In our analysis of cadherin family expression, CDH6 expression was higher in RA than OA FLS. This was associated with differential chromatin accessibility and histone marks in the CDH6 promoter of RA FLS. H3K27ac was identified as an important regulator of CDH6 expression in RA FLS based on experiments using histone deacetylase inhibitors. TGFß, but not IL-1β, TNF, IL-17A, IFNγ, IL-6, or PDGF, increased CDH6 expression of cultured RA FLS. CDH6 knockdown significantly decreased RA FLS migration and cell growth. The latter was associated with increased apoptosis in CDH6 deficient FLS. Immunofluorescence showed CDH6 protein distribution in the membrane, perinuclear, and nuclear regions of cultured FLS. In RA synovial tissue, CDH6 expression was noted in FLS and macrophages within the lining and sublining regions.
CDH6 expression is elevated in RA FLS due to epigenetic and local conditions of synovitis promoting migration, survival and cell growth, which are characteristic features of aggressive RA FLS. The intracellular distribution suggests additional functions beyond adhesion and homotypic aggregation, such as signaling and gene regulation. These data suggest CDH6 contributes to RA pathogenesis by influencing pathologic FLS behavior and could be a therapeutic target.
钙黏蛋白(CDH),如CDH11,是糖蛋白黏附分子,在健康和疾病状态下参与细胞间相互作用。CDH11在类风湿关节炎(RA)成纤维样滑膜细胞(FLS)中已显示出重要功能。在转录组表达研究中,我们观察到与骨关节炎(OA)相比,RA中钙黏蛋白6(CDH6)的表达更高。CDH6与癌症进展相关,但关于CDH6在RA中的作用知之甚少。本研究调查CDH6在RA FLS中的表达、调控、功能以及在RA滑膜中的分布。

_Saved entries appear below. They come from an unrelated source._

//! Справочники для фильтров (торговые агенты, склады).
//!
//! Один [`ReferenceCache`] на сессию: каждый список загружается один раз,
//! сколько бы страниц его ни запросили одновременно.

use async_trait::async_trait;
use contracts::shared::api_error::ApiError;
use contracts::shared::endpoint::fetch_data;
use contracts::shared::filter::FilterOption;
use contracts::shared::reference_cache::{
    LoadState, OptionSource, ReferenceCache, ReferenceKind, ReferenceOptionDto,
};
use leptos::prelude::*;
use leptos::task::spawn_local;
use std::rc::Rc;

use super::api_client::HttpTransport;
use super::components::column_filter::OptionList;
use super::notifications::use_notifications;

/// Загрузка справочника из ERP API
struct HttpOptionSource;

#[async_trait(?Send)]
impl OptionSource for HttpOptionSource {
    async fn load_options(&self, kind: ReferenceKind) -> Result<Vec<FilterOption>, ApiError> {
        let dtos: Vec<ReferenceOptionDto> =
            fetch_data(&HttpTransport, kind.options_path(), &[]).await?;
        log::debug!("{:?} options loaded: {}", kind, dtos.len());
        Ok(dtos.into_iter().map(FilterOption::from).collect())
    }
}

thread_local! {
    static CACHE: Rc<ReferenceCache> = Rc::new(ReferenceCache::new(Rc::new(HttpOptionSource)));
}

pub fn reference_cache() -> Rc<ReferenceCache> {
    CACHE.with(Rc::clone)
}

/// Опции справочника и флаг загрузки.
///
/// Ошибка загрузки показывается уведомлением и снимает флаг; следующий
/// вызов повторит запрос.
pub fn use_reference_options(kind: ReferenceKind) -> OptionList {
    let cache = reference_cache();
    let (options, set_options) = signal(cache.get(kind));
    let needs_load = cache.state(kind) != LoadState::Loaded;
    let (loading, set_loading) = signal(needs_load);

    if needs_load {
        let notify = use_notifications();
        spawn_local(async move {
            match cache.options(kind).await {
                Ok(list) => {
                    let _ = set_options.try_set(list);
                }
                Err(err) => {
                    notify.error(format!("{} list: {}", kind.label(), err.user_message()));
                }
            }
            let _ = set_loading.try_set(false);
        });
    }

    OptionList {
        options: options.into(),
        loading: loading.into(),
    }
}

从接受关节置换的RA或OA患者获取滑膜组织和FLS。使用公共数据库评估RA和OA FLS中CDH6的表观遗传标记和表达。通过逆转录聚合酶链反应(RT-PCR)、蛋白质印迹法和免疫染色测定CDH6表达。用细胞因子和生长因子刺激RA和OA FLS,并测定CDH6信使核糖核酸(mRNA)表达。使用小干扰RNA(siRNA)使CDH6沉默,并研究其对迁移、细胞生长、凋亡、自噬、细胞周期和信号传导的影响。
在我们对钙黏蛋白家族表达的分析中,RA中CDH6的表达高于OA FLS。这与RA FLS的CDH6启动子中染色质可及性和组蛋白标记的差异有关。基于使用组蛋白脱乙酰酶抑制剂的实验,H3K27ac被确定为RA FLS中CDH6表达的重要调节因子。转化生长因子β(TGFβ),而非白细胞介素-1β(IL-1β)、肿瘤坏死因子(TNF)、白细胞介素-17A(IL-17A)、干扰素γ(IFNγ)、白细胞介素-6(IL-6)或血小板衍生生长因子(PDGF),增加培养的RA FLS中CDH6的表达。CDH6敲低显著降低RA FLS的迁移和细胞生长。后者与CDH6缺陷的FLS中凋亡增加有关。免疫荧光显示CDH6蛋白分布于培养的FLS的膜、核周和核区域。在RA滑膜组织中,在衬里和衬里下层区域的FLS和巨噬细胞中观察到CDH6表达。
由于滑膜炎的表观遗传和局部条件促进迁移、存活和细胞生长,RA FLS中CDH6表达升高,这些是侵袭性RA FLS的特征。细胞内分布提示除黏附和同型聚集之外的其他功能,如信号传导和基因调控。这些数据表明CDH6通过影响病理性FLS行为而促成RA发病机制,并且可能是一个治疗靶点。